• Sweden's news in English
 
app_header_v3
My Swedish Career
Meet the Brit bringing cricket to Sweden
David Williman at a Sweden-Norway cricket match. Photo: Private

Meet the Brit bringing cricket to Sweden

Catherine Edwards · 1 Feb 2016, 08:01

Published: 01 Feb 2016 06:59 GMT+01:00
Updated: 01 Feb 2016 08:01 GMT+01:00

Before the move, Williman, from Ipswich, had worked in banking for 26 years, though he had played cricket for fun since the age of nine and even trained as a coach.

“It had always been my passion, but paid no money – especially not compared to banking!” he explains.

But in 2014, he and his Swedish wife Marie decided they wanted a change. They had visited Sweden regularly, and Williman says he was always impressed by the Scandinavian nation. “It’s so clean, so empty, so organized – all the things England isn’t. And suddenly we began to start talking seriously about moving.”

“You get one go at life,” says Williman. “We were both getting a bit bored with what we were doing, and with both our sons at university, it seemed like the perfect time to do something different. I felt that I had always taken an easy option in life, and now was the right time to take a risk.”

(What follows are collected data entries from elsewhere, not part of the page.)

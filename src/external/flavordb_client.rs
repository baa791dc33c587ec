// ABOUTME: FlavorDB API client for ingredient flavor profile lookups
// ABOUTME: Single authenticated GET per call, returning pass-through JSON or a fixed error payload

// Licensed under either of Apache License, Version 2.0 or MIT License at your option.
// Copyright ©2025 Async-IO.org

//! FlavorDB API Client
//!
//! Looks up the flavor profile of an ingredient by name. The upstream body is
//! returned as-is; it is neither validated nor cached.
//!
//! # Example
//! ```rust,no_run
//! use culinary_data_clients::config::FlavorDbConfig;
//! use culinary_data_clients::external::FlavorDbClient;
//!
//! # async fn example() {
//! let client = FlavorDbClient::new(FlavorDbConfig::new("your_api_key"));
//! let profile = client.get_ingredient_flavor_profile("basil").await;
//! println!("{}", profile.into_value());
//! # }
//! ```

use super::request::{collapse, get_json, UpstreamRequest};
use crate::config::FlavorDbConfig;
use crate::constants::flavordb::{
    ERROR_MESSAGE, INGREDIENT_PATH, NAME_QUERY_PARAM, SERVICE_NAME,
};
use crate::errors::ServiceResult;
use crate::http_client::build_client;
use crate::models::ServiceResponse;
use reqwest::Client;
use serde_json::Value;
use tracing::instrument;

/// Flavor database API client
#[derive(Debug, Clone)]
pub struct FlavorDbClient {
    config: FlavorDbConfig,
    http_client: Client,
}

impl FlavorDbClient {
    /// Create a new client from explicit configuration
    #[must_use]
    pub fn new(config: FlavorDbConfig) -> Self {
        let http_client = build_client(config.timeout());
        Self {
            config,
            http_client,
        }
    }

    /// Client configuration
    #[must_use]
    pub const fn config(&self) -> &FlavorDbConfig {
        &self.config
    }

    /// Get the flavor profile of an ingredient
    ///
    /// Any failure (timeout, connection error, non-2xx status, non-JSON body)
    /// is logged and replaced by `{"error": "FlavorDB request failed"}`.
    #[instrument(skip(self), fields(service = SERVICE_NAME))]
    pub async fn get_ingredient_flavor_profile(&self, ingredient_name: &str) -> ServiceResponse {
        let result = self.fetch_ingredient_flavor_profile(ingredient_name).await;
        collapse(SERVICE_NAME, result, ERROR_MESSAGE)
    }

    /// Get the flavor profile of an ingredient, surfacing the failure category
    ///
    /// # Errors
    ///
    /// Returns a transport `ServiceError` if the request fails for any reason
    pub async fn fetch_ingredient_flavor_profile(
        &self,
        ingredient_name: &str,
    ) -> ServiceResult<Value> {
        let query = [(NAME_QUERY_PARAM, ingredient_name)];
        let request = UpstreamRequest {
            service: SERVICE_NAME,
            base_url: &self.config.base_url,
            path: INGREDIENT_PATH,
            api_key: &self.config.api_key,
            query: &query,
            timeout: self.config.timeout(),
        };

        get_json(&self.http_client, &request).await
    }
}
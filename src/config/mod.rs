// ABOUTME: Configuration module for the upstream service clients
// ABOUTME: Re-exports per-service API configuration types
//
// SPDX-License-Identifier: MIT OR Apache-2.0
// Copyright (c) 2025 Pierre Fitness Intelligence
//! Configuration module
//!
//! API keys are passed to each client at construction. `from_env()` is one
//! way to obtain them; tests and embedding applications build configs directly.

/// External API configuration (keys, base URLs, deadlines)
pub mod api_providers;

pub use api_providers::{FlavorDbConfig, RecipeDbConfig, ServicesConfig};
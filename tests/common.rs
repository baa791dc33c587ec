// ABOUTME: Shared test utilities for the service client integration tests
// ABOUTME: Provides mock-server backed configs and an address that refuses connections
//
// Licensed under either of Apache License, Version 2.0 or MIT License at your option.
// Copyright ©2025 Async-IO.org
#![allow(
    dead_code,
    clippy::missing_panics_doc,
    clippy::must_use_candidate,
    clippy::unwrap_used
)]
//! Shared test utilities for `culinary_data_clients`

use culinary_data_clients::{FlavorDbConfig, RecipeDbConfig};
use std::net::TcpListener;
use wiremock::MockServer;

/// Bearer token used by every test config
pub const TEST_API_KEY: &str = "test-api-key-123";

/// Expected `Authorization` header value for [`TEST_API_KEY`]
pub const TEST_BEARER: &str = "Bearer test-api-key-123";

/// Path prefix the recipe API lives under, mirroring the production host layout
pub const RECIPE_BASE_PATH: &str = "/recipe2-api";

/// Flavor client config pointed at the mock server
pub fn flavordb_config(server: &MockServer) -> FlavorDbConfig {
    FlavorDbConfig::new(TEST_API_KEY).with_base_url(server.uri())
}

/// Recipe client config pointed at the mock server, under `/recipe2-api`
pub fn recipedb_config(server: &MockServer) -> RecipeDbConfig {
    RecipeDbConfig::new(TEST_API_KEY).with_base_url(format!("{}{RECIPE_BASE_PATH}", server.uri()))
}

/// Base URL of a local port with nothing listening on it
pub fn refused_base_url() -> String {
    let listener = TcpListener::bind("127.0.0.1:0").unwrap();
    let port = listener.local_addr().unwrap().port();
    drop(listener);
    format!("http://127.0.0.1:{port}")
}
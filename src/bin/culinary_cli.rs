// ABOUTME: Culinary CLI - command-line access to the FlavorDB and RecipeDB clients
// ABOUTME: Prints the upstream JSON, or the fixed error payload, to stdout
//
// SPDX-License-Identifier: MIT OR Apache-2.0
// Copyright (c) 2025 Pierre Fitness Intelligence
//!
//! Usage:
//! ```bash
//! # Flavor profile of an ingredient (requires FLAVORDB_API_KEY)
//! culinary-cli flavor basil
//!
//! # Recipe of the day (requires API_KEY)
//! culinary-cli recipe-of-the-day
//!
//! # Point at a different host with a shorter deadline
//! culinary-cli --base-url http://localhost:8080 --timeout-secs 2 flavor "black pepper"
//! ```

use anyhow::Result;
use clap::{Parser, Subcommand};
use culinary_data_clients::logging::LoggingConfig;
use culinary_data_clients::{
    FlavorDbClient, FlavorDbConfig, RecipeDbClient, RecipeDbConfig, ServiceResponse,
};
use std::process::ExitCode;
use tracing::info;

#[derive(Parser)]
#[command(
    name = "culinary-cli",
    about = "FlavorDB and RecipeDB lookups",
    long_about = "Issues a single authenticated request to the flavor or recipe database and prints the JSON response."
)]
struct Cli {
    #[command(subcommand)]
    command: Command,

    /// Base URL override for the selected service
    #[arg(long, global = true)]
    base_url: Option<String>,

    /// Request deadline override, in seconds
    #[arg(long, global = true)]
    timeout_secs: Option<u64>,

    /// Enable debug logging
    #[arg(long, short = 'v', global = true)]
    verbose: bool,
}

#[non_exhaustive]
#[derive(Subcommand)]
enum Command {
    /// Look up the flavor profile of an ingredient
    Flavor {
        /// Ingredient name, sent as the `name` query parameter
        ingredient: String,
    },
    /// Fetch the recipe of the day
    RecipeOfTheDay,
}

#[tokio::main]
async fn main() -> Result<ExitCode> {
    let cli = Cli::parse();

    let logging = LoggingConfig::from_env();
    let logging = if cli.verbose {
        logging.verbose()
    } else {
        logging
    };
    logging.init()?;

    let response = match &cli.command {
        Command::Flavor { ingredient } => flavor(&cli, ingredient).await?,
        Command::RecipeOfTheDay => recipe_of_the_day(&cli).await?,
    };

    println!("{}", serde_json::to_string_pretty(&response)?);

    if response.is_error() {
        return Ok(ExitCode::FAILURE);
    }
    Ok(ExitCode::SUCCESS)
}

async fn flavor(cli: &Cli, ingredient: &str) -> Result<ServiceResponse> {
    let mut config = FlavorDbConfig::from_env()?;
    if let Some(base_url) = &cli.base_url {
        config = config.with_base_url(base_url.clone());
    }
    if let Some(timeout_secs) = cli.timeout_secs {
        config = config.with_timeout_secs(timeout_secs);
    }

    info!(base_url = %config.base_url, ingredient, "Requesting flavor profile");
    let client = FlavorDbClient::new(config);
    Ok(client.get_ingredient_flavor_profile(ingredient).await)
}

async fn recipe_of_the_day(cli: &Cli) -> Result<ServiceResponse> {
    let mut config = RecipeDbConfig::from_env()?;
    if let Some(base_url) = &cli.base_url {
        config = config.with_base_url(base_url.clone());
    }
    if let Some(timeout_secs) = cli.timeout_secs {
        config = config.with_timeout_secs(timeout_secs);
    }

    info!(base_url = %config.base_url, "Requesting recipe of the day");
    let client = RecipeDbClient::new(config);
    Ok(client.get_recipe_of_the_day().await)
}
// ABOUTME: Categorized error type for upstream service calls and configuration loading
// ABOUTME: Maps reqwest failures onto timeout, connection, status, and decode variants
//
// SPDX-License-Identifier: MIT OR Apache-2.0
// Copyright (c) 2025 Pierre Fitness Intelligence

//! # Service Error Handling
//!
//! Every failure of an upstream call is a transport failure. The `fetch_*`
//! operations on the clients surface the category below; the default
//! `get_*` operations collapse all of them into a fixed error payload.

use thiserror::Error;

/// Result alias for service operations
pub type ServiceResult<T> = Result<T, ServiceError>;

/// Errors raised while talking to an upstream API or loading its configuration
#[derive(Debug, Clone, PartialEq, Eq, Error)]
#[non_exhaustive]
pub enum ServiceError {
    /// Request did not complete before the deadline
    #[error("{service} request timed out")]
    Timeout {
        /// Upstream service label
        service: String,
    },

    /// Connection to the upstream host could not be established
    #[error("{service} connection failed: {message}")]
    Connection {
        /// Upstream service label
        service: String,
        /// Transport error detail
        message: String,
    },

    /// Upstream answered with a non-2xx status
    #[error("{service} returned HTTP {status_code}: {message}")]
    HttpStatus {
        /// Upstream service label
        service: String,
        /// HTTP status code
        status_code: u16,
        /// Response body, if any
        message: String,
    },

    /// Response body was not valid JSON
    #[error("{service} returned an undecodable body: {message}")]
    InvalidResponse {
        /// Upstream service label
        service: String,
        /// Decode error detail
        message: String,
    },

    /// Endpoint URL could not be built from the configured base URL
    #[error("{service} endpoint URL is invalid: {message}")]
    InvalidUrl {
        /// Upstream service label
        service: String,
        /// Parse error detail
        message: String,
    },

    /// Any other request failure (client construction, redirect loop, body read)
    #[error("{service} request failed: {message}")]
    Request {
        /// Upstream service label
        service: String,
        /// Error detail
        message: String,
    },

    /// Required configuration value is missing
    #[error("configuration error for {key}: {reason}")]
    Configuration {
        /// Configuration key (usually an environment variable name)
        key: String,
        /// Why the value could not be used
        reason: String,
    },
}

impl ServiceError {
    /// Categorize a `reqwest` failure for the given service
    #[must_use]
    pub fn from_reqwest(service: &str, error: &reqwest::Error) -> Self {
        let service = service.to_owned();

        // Timeout is checked first: a connect timeout also reports `is_connect`
        if error.is_timeout() {
            return Self::Timeout { service };
        }

        if error.is_connect() {
            return Self::Connection {
                service,
                message: error.to_string(),
            };
        }

        if let Some(status) = error.status() {
            return Self::HttpStatus {
                service,
                status_code: status.as_u16(),
                message: error.to_string(),
            };
        }

        if error.is_decode() {
            return Self::InvalidResponse {
                service,
                message: error.to_string(),
            };
        }

        Self::Request {
            service,
            message: error.to_string(),
        }
    }

    /// Create an HTTP status error
    #[must_use]
    pub fn http_status(service: &str, status_code: u16, message: impl Into<String>) -> Self {
        Self::HttpStatus {
            service: service.to_owned(),
            status_code,
            message: message.into(),
        }
    }

    /// Create an invalid URL error
    #[must_use]
    pub fn invalid_url(service: &str, message: impl Into<String>) -> Self {
        Self::InvalidUrl {
            service: service.to_owned(),
            message: message.into(),
        }
    }

    /// Create a configuration error for an environment variable that is not set
    #[must_use]
    pub fn missing_env(key: &str) -> Self {
        Self::Configuration {
            key: key.to_owned(),
            reason: "environment variable is not set".to_owned(),
        }
    }

    /// Whether this error came from an upstream exchange rather than local setup
    #[must_use]
    pub const fn is_transport_failure(&self) -> bool {
        !matches!(self, Self::Configuration { .. })
    }

    /// HTTP status code, when the upstream answered
    #[must_use]
    pub const fn status_code(&self) -> Option<u16> {
        match self {
            Self::HttpStatus { status_code, .. } => Some(*status_code),
            _ => None,
        }
    }
}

Williman moved to Blentarp in the far south of Sweden at the start of 2015, still with no fixed career plan in mind.

“Then I found out they have cricket teams here too. I joined Malmöhus Cricket Club, and the chairman there was an ex-Swedish national cricket player. He told me that cricket was about to take off in Sweden, and that with my coaching badges I could be very useful.”

Williman was invited to coach the national under-17 team, leading them to victory against Norway in a three-day match last August. “That gave me a little bit of kudos,” laughs Williman.


Photo: Private

At around this time, cricket was awarded the status of a national sport in Sweden, meaning there was government money to train coaches and provide facilities, a huge boost for the sport. “Up until then, it had been starved of resources,” Williman tells us, explaining that particularly in Sweden's harsh winter, it is important to have adequate training facilities.

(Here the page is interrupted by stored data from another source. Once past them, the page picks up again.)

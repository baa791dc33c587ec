// ABOUTME: Logging configuration and structured logging setup for the service clients
// ABOUTME: Configures log level, output format, and noise reduction for HTTP transport crates
//
// Licensed under either of Apache License, Version 2.0 or MIT License at your option.
// Copyright ©2025 Async-IO.org

//! Console logging configuration with structured output
//!
//! Logs are written to stderr so that stdout stays reserved for JSON results.

use crate::constants::service_names;
use anyhow::Result;
use std::env;
use std::io;
use tracing::{debug, Level};
use tracing_subscriber::{
    filter::Directive, fmt, layer::SubscriberExt, util::SubscriberInitExt, EnvFilter,
};

/// Logging configuration
#[derive(Debug, Clone)]
pub struct LoggingConfig {
    /// Log level (trace, debug, info, warn, error) or a full filter directive
    pub level: String,
    /// Output format (json, pretty, compact)
    pub format: LogFormat,
    /// Include source file and line numbers
    pub include_location: bool,
    /// Include thread information
    pub include_thread: bool,
    /// Service name for structured logging
    pub service_name: String,
    /// Service version
    pub service_version: String,
}

/// Log output format options
#[derive(Debug, Clone, Copy, PartialEq, Eq)]
pub enum LogFormat {
    /// `JSON` format for machine consumption
    Json,
    /// Pretty format for development
    Pretty,
    /// Compact format for terminals
    Compact,
}

impl LogFormat {
    /// Parse a format name, falling back to `Pretty`
    #[must_use]
    pub fn from_str_or_default(s: &str) -> Self {
        match s.to_lowercase().as_str() {
            "json" => Self::Json,
            "compact" => Self::Compact,
            _ => Self::Pretty,
        }
    }
}

impl Default for LoggingConfig {
    fn default() -> Self {
        Self {
            level: "info".into(),
            format: LogFormat::Compact,
            include_location: false,
            include_thread: false,
            service_name: service_names::CULINARY_DATA_CLIENTS.into(),
            service_version: env!("CARGO_PKG_VERSION").to_owned(),
        }
    }
}

impl LoggingConfig {
    /// Create logging configuration from environment variables
    #[must_use]
    pub fn from_env() -> Self {
        Self {
            level: env::var("RUST_LOG").unwrap_or_else(|_| "info".into()),
            format: env::var("LOG_FORMAT")
                .map_or(LogFormat::Compact, |f| LogFormat::from_str_or_default(&f)),
            include_location: env::var("LOG_INCLUDE_LOCATION").is_ok(),
            include_thread: env::var("LOG_INCLUDE_THREAD").is_ok(),
            ..Self::default()
        }
    }

    /// Raise the level to debug
    #[must_use]
    pub fn verbose(mut self) -> Self {
        self.level = "debug".into();
        self
    }

    /// Build the filter, quieting the HTTP transport crates regardless of level
    ///
    /// The crate-level directive is only added when `level` is a plain level;
    /// a full directive string is used as given.
    #[must_use]
    pub fn env_filter(&self) -> EnvFilter {
        let filter = ["hyper=warn", "hyper_util=warn", "reqwest=warn"]
            .into_iter()
            .fold(EnvFilter::new(&self.level), with_directive);

        if self.level.parse::<Level>().is_ok() {
            with_directive(
                filter,
                &format!("{}={}", service_names::CRATE_TARGET, self.level),
            )
        } else {
            filter
        }
    }

    /// Initialize the global tracing subscriber
    ///
    /// # Errors
    ///
    /// Returns an error if a global subscriber is already installed
    pub fn init(&self) -> Result<()> {
        let registry = tracing_subscriber::registry().with(self.env_filter());

        match self.format {
            LogFormat::Json => {
                let json_layer = fmt::layer()
                    .with_file(self.include_location)
                    .with_line_number(self.include_location)
                    .with_thread_ids(self.include_thread)
                    .with_thread_names(self.include_thread)
                    .with_target(true)
                    .with_writer(io::stderr)
                    .json();

                registry.with(json_layer).try_init()?;
            }
            LogFormat::Pretty => {
                let pretty_layer = fmt::layer()
                    .with_file(self.include_location)
                    .with_line_number(self.include_location)
                    .with_thread_ids(self.include_thread)
                    .with_thread_names(self.include_thread)
                    .with_target(true)
                    .with_writer(io::stderr);

                registry.with(pretty_layer).try_init()?;
            }
            LogFormat::Compact => {
                let compact_layer = fmt::layer()
                    .compact()
                    .with_file(self.include_location)
                    .with_line_number(self.include_location)
                    .with_thread_ids(self.include_thread)
                    .with_thread_names(self.include_thread)
                    .with_target(false)
                    .with_writer(io::stderr);

                registry.with(compact_layer).try_init()?;
            }
        }

        debug!(
            service.name = %self.service_name,
            service.version = %self.service_version,
            log.level = %self.level,
            log.format = ?self.format,
            "Logging initialized"
        );

        Ok(())
    }
}

/// Initialize logging from environment
///
/// # Errors
///
/// Returns an error if logging initialization fails
pub fn init_from_env() -> Result<()> {
    LoggingConfig::from_env().init()
}

fn with_directive(filter: EnvFilter, directive: &str) -> EnvFilter {
    match directive.parse::<Directive>() {
        Ok(directive) => filter.add_directive(directive),
        Err(_) => filter,
    }
}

He decided that the timing was right to turn his passion into a career, and launched his own cricket coaching company, drwcricket, on January 1st this year. However, he realized it might be an uphill battle when he first approached the Swedish Public Employment Service for support.

“In my first meeting, when I mentioned cricket, the woman asked ‘Is that where you sit on a horse and hit a ball with a stick?’ But somehow I convinced her and got some support for the first six months of my business.”

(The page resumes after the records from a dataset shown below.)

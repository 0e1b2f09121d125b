use crate::error::CoreResult;

/// Injected dependency: `text -> fixed-length float vector`. The core never
/// computes embeddings itself (spec §2, layer 5). Implementations are
/// expected to be cheap to call from outside any open connection — the
/// store never holds a connection while calling `embed` (spec §5).
pub trait EmbeddingProvider: Send + Sync {
    /// Embed a single piece of text.
    fn embed(&self, text: &str) -> CoreResult<Vec<f32>>;

    /// The declared dimensionality of vectors this provider produces.
    fn dimensions(&self) -> usize;
}

/// Single clock abstraction so tests can advance time deterministically
/// (spec §9, Design Notes "Time source"). All timestamps in the data model
/// are unix seconds.
pub trait Clock: Send + Sync {
    fn now(&self) -> i64;
}

/// `Clock` backed by the system wall clock.
#[derive(Debug, Clone, Copy, Default)]
pub struct SystemClock;

impl Clock for SystemClock {
    fn now(&self) -> i64 {
        std::time::SystemTime::now()
            .duration_since(std::time::UNIX_EPOCH)
            .map(|d| d.as_secs() as i64)
            .unwrap_or(0)
    }
}
/// Outcome counters and optional per-memory self-reports supplied to
/// [`MemoryStore::end_task`] (spec §4.3 `endTask`).
pub struct EndTask {
    pub tokens_used: i64,
    pub tool_calls: i64,
    pub errors: i64,
    pub user_corrections: i64,
    pub completed: bool,
    pub self_report: Vec<SelfReport>,
}

/// Result of [`MemoryStore::contradict_memory`] (spec §4.3
/// `contradictMemory`).
pub struct Contradiction {
    pub deleted: bool,
    pub correction_id: Option<MemoryId>,
}

/// Result of [`MemoryStore::decay`] (spec §4.3 `decay`).
pub struct DecayResult {
    pub decayed: usize,
    pub deleted: usize,
}

/// Result of [`MemoryStore::get_stats`] (spec §4.3 `getStats`).
pub struct Stats {
    pub total_memories: i64,
    pub task_count: i64,
    pub avg_task_score: Option<f64>,
    pub top_memories: Vec<WeightedMemory>,
}

/// The stateful facade over storage and scoring (spec §2, layer 3). Owns
/// the session id, the current task id, and the baseline cache reloaded
/// from storage at [`MemoryStore::init`].
pub struct MemoryStore {
    storage: Storage,
    config: Config,
    clock: Arc<dyn Clock>,
    baseline: Baseline,
    current_task_id: Option<TaskId>,
}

As well as community work and taster sessions in schools, Williman has put forward a project proposal for a cricket programme for refugees, based on a successful scheme in London.

“I want to use cricket as a vehicle to bring disadvantaged young lads together in a safe environment," he explains. "It can help them integrate and teach the values they will be expected to follow in their new country, like respect and timekeeping.”

Cricket has helped Williman personally to integrate in his new nation. “I turned up at the club, and within three days I had 12 new mates. It has helped me meet all sorts of different people.”

Williman has also recently been named as Head of Development for Swedish Cricket and Assistant Coach to the National Team, and he says the game is "slowly growing" in Sweden.

“We’ve got around 3,000 players and 50 teams across the country, with a big hotspot in Stockholm where there are about 25 teams,” Williman tells The Local. This summer, from August 16th-21st, Stockholm will play host to the European Cricket Championship for the first time.

So how are Swedes reacting to this very British sport?

“It is still very much a minority sport, and not enough native Swedes are playing,” he admits, adding that it is often expats from places such as Pakistan, Afghanistan and Sri Lanka who get involved. But he hopes that it will catch on once Swedes realize that cricket uses the same skills as more popular sports such as ice hockey and handball.


Photo: Private

Story continues below…

And Williman has another trick up his sleeve when it comes to piquing Swedes' interest in cricket. Williman coaches in English and says that he takes advantage of Swedes' ‘anglophilia’ to help promote the sport.

“It’s a new game taught in their favourite second language!”

In gender-equal Sweden, Williman is also focusing on including girls in the sport and is working on women's development sessions.

"It's a good sport for girls, because it's a tactical, thinking game and it isn't all about strength," he says.

Indeed, women's cricket is a fast-growing sport worldwide, and last October, a woman played in a professional men's team in Australia.

One year after arriving in Sweden, Williman couldn’t be happier. He smiles: “I’m doing something I’ve always wanted to do in a country I never imagined I’d be living in!”

Catherine Edwards (catherine.edwards@thelocal.com)

Today's headlines
Swedish ex-prime minister Thorbjorn Fälldin dead at 90
Fälldin in 1981. Photo: TT/FLT-PICA

Thorbjorn Fälldin, the former farmer who became prime minister in Sweden's first non-Social Democratic government since World War II, has died at the age of 90.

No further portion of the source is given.